Where the records below have a line with "CommitResult", that line is to be copied.

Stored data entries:
■ ■ ■

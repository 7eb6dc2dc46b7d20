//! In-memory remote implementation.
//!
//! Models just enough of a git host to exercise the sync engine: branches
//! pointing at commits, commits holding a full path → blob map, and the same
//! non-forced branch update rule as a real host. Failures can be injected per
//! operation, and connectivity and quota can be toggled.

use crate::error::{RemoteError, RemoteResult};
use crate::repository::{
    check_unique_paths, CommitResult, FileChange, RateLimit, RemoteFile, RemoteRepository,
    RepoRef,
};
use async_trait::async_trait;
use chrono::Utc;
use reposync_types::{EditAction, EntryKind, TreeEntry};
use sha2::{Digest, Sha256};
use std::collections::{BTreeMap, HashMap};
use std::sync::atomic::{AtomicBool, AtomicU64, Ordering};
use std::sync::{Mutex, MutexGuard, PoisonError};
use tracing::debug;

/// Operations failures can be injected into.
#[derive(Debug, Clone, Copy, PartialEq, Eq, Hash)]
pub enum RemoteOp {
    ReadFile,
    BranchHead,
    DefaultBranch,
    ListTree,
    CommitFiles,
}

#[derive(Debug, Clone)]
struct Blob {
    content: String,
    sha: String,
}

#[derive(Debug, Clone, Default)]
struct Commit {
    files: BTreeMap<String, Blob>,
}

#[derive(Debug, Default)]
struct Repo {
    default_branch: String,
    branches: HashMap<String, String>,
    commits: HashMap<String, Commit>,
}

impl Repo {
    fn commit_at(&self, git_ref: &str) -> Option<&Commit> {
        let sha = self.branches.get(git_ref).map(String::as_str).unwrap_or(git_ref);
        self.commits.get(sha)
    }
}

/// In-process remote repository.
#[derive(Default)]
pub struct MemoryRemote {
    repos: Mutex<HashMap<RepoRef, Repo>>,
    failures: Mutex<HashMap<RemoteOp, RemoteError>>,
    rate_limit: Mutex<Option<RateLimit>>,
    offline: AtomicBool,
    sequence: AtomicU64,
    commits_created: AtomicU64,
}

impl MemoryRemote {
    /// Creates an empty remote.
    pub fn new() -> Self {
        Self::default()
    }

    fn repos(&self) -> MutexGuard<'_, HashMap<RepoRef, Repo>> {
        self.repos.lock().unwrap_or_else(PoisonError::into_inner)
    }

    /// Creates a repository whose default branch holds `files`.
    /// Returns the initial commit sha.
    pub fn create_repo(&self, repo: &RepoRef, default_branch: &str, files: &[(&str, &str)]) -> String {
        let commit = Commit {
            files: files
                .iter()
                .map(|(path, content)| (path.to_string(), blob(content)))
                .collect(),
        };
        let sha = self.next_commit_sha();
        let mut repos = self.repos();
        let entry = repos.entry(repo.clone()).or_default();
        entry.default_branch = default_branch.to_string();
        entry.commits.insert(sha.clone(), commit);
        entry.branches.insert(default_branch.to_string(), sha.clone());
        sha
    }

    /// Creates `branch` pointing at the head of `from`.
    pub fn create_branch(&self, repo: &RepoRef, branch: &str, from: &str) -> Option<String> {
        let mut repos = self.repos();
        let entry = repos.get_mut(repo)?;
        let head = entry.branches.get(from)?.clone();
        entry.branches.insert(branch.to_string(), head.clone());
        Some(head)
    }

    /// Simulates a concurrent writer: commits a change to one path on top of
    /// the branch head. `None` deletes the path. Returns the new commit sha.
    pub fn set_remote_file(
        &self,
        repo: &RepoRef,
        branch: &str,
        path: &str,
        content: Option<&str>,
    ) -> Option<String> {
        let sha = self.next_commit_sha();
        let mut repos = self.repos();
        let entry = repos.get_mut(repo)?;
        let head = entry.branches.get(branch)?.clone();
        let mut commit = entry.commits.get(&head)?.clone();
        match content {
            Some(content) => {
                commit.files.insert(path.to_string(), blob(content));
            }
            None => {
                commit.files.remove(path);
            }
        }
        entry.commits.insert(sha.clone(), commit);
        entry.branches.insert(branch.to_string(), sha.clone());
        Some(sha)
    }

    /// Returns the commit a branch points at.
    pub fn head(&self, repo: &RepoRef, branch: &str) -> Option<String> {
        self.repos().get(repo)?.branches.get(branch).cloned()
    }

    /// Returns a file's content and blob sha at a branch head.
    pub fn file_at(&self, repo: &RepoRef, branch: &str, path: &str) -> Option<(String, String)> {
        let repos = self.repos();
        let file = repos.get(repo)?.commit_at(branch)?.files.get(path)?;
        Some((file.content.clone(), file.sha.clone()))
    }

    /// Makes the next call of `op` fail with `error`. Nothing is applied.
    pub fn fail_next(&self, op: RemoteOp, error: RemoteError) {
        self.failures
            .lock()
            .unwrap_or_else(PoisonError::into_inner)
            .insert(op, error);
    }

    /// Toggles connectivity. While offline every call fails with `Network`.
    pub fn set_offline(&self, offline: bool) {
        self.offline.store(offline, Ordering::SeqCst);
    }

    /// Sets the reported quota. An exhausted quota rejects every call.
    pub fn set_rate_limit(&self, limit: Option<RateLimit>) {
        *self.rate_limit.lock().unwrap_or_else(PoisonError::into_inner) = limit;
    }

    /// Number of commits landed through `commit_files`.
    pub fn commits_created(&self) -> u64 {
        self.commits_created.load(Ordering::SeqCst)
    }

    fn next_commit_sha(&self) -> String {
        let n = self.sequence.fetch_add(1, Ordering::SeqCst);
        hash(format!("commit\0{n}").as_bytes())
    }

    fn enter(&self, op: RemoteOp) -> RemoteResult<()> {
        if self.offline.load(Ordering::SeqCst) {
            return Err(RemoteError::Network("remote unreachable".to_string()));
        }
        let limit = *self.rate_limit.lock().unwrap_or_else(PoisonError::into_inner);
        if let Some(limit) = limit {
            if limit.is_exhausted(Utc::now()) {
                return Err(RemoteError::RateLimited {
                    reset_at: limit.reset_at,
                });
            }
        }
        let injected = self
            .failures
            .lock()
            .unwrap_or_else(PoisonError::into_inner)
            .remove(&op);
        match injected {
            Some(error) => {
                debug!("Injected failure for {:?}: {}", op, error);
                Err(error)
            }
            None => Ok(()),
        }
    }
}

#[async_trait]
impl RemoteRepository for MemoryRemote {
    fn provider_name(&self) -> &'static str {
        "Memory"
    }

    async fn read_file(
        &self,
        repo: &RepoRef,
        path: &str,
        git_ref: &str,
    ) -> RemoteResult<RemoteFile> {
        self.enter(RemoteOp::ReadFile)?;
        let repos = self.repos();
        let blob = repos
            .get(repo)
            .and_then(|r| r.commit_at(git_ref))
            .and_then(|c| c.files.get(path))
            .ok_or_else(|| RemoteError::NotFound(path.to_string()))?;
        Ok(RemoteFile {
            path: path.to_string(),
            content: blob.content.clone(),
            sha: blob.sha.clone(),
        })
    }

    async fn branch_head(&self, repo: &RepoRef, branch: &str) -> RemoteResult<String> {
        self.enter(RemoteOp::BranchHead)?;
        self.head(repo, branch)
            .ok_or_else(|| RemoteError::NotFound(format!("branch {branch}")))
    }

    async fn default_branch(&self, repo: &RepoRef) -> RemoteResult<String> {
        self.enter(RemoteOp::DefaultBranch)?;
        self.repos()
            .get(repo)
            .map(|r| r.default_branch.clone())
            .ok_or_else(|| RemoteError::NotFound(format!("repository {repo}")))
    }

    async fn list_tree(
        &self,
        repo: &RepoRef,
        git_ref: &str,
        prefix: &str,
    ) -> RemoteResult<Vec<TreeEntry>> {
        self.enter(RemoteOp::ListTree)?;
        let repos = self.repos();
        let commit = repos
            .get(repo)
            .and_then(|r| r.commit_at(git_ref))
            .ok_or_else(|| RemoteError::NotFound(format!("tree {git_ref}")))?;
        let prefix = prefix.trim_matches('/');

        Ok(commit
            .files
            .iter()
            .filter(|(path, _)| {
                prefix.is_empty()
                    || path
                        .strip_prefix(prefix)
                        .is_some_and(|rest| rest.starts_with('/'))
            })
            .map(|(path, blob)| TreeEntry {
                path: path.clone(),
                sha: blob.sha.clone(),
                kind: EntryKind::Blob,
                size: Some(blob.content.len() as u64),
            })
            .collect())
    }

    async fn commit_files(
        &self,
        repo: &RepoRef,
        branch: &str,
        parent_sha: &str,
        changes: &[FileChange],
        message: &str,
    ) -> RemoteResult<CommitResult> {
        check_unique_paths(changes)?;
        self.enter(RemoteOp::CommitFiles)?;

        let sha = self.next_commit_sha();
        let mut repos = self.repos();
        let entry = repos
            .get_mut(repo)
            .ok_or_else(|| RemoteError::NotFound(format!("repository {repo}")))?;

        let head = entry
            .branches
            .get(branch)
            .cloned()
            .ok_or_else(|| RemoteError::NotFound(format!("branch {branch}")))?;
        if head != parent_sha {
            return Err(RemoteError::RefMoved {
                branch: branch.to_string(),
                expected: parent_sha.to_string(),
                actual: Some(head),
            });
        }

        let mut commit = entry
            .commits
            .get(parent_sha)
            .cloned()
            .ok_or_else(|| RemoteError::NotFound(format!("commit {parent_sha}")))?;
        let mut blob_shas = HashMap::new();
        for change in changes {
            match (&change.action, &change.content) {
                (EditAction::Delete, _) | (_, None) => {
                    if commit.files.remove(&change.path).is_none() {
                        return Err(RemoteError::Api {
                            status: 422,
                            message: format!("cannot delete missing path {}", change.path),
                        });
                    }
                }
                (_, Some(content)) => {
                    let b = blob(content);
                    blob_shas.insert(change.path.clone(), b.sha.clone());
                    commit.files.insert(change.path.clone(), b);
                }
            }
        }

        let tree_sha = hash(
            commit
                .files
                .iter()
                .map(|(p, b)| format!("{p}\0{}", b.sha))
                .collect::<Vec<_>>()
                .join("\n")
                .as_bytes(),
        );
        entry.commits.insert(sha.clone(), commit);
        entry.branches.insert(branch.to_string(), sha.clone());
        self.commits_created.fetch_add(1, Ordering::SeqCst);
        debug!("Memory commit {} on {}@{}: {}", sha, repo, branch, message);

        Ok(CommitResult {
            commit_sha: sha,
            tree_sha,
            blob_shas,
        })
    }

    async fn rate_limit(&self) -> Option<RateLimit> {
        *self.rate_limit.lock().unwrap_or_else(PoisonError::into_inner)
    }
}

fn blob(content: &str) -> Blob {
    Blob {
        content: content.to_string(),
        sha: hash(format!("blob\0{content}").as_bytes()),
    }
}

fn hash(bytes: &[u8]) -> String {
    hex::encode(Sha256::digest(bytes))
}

■ ■ ■

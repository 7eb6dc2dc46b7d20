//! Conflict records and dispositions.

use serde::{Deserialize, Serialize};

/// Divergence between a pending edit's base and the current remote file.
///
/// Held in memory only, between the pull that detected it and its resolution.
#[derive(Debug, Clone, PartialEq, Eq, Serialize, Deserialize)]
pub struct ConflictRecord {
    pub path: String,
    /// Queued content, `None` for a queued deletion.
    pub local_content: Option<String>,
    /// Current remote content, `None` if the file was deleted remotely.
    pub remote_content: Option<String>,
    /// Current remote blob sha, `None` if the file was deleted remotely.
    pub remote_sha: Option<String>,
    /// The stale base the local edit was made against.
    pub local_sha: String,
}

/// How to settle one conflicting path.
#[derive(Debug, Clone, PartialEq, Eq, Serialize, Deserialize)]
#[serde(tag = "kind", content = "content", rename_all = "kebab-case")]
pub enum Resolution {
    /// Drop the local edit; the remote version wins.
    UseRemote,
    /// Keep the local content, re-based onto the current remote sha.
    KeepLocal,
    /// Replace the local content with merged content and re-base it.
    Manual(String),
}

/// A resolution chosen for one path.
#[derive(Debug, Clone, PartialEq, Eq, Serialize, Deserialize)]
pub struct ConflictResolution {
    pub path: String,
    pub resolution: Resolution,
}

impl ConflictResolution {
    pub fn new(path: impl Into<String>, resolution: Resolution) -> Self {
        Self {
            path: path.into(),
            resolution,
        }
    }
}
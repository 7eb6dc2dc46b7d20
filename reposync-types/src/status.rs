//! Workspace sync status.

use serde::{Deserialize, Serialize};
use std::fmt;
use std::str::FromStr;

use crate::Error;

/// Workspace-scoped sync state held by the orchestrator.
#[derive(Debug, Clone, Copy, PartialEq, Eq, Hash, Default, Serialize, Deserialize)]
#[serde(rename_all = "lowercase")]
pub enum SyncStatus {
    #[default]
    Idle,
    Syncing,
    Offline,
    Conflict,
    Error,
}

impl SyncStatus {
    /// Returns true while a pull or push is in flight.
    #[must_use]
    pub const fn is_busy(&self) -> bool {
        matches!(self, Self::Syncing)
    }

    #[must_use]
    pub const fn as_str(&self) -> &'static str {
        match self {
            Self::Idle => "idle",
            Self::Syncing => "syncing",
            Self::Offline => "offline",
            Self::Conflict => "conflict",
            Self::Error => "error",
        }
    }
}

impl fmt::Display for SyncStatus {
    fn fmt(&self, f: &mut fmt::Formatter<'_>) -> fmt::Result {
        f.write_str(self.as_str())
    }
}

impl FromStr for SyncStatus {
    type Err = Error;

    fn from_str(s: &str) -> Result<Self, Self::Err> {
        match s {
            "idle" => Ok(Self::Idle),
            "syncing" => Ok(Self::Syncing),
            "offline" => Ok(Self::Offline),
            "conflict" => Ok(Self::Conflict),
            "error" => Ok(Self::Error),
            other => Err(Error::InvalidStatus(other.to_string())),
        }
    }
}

■ ■ ■

Solution to this problem:
    check_unique_paths, CommitResult, FileChange, RateLimit, RemoteFile, RemoteRepository,
    ) -> RemoteResult<CommitResult> {
        Ok(CommitResult {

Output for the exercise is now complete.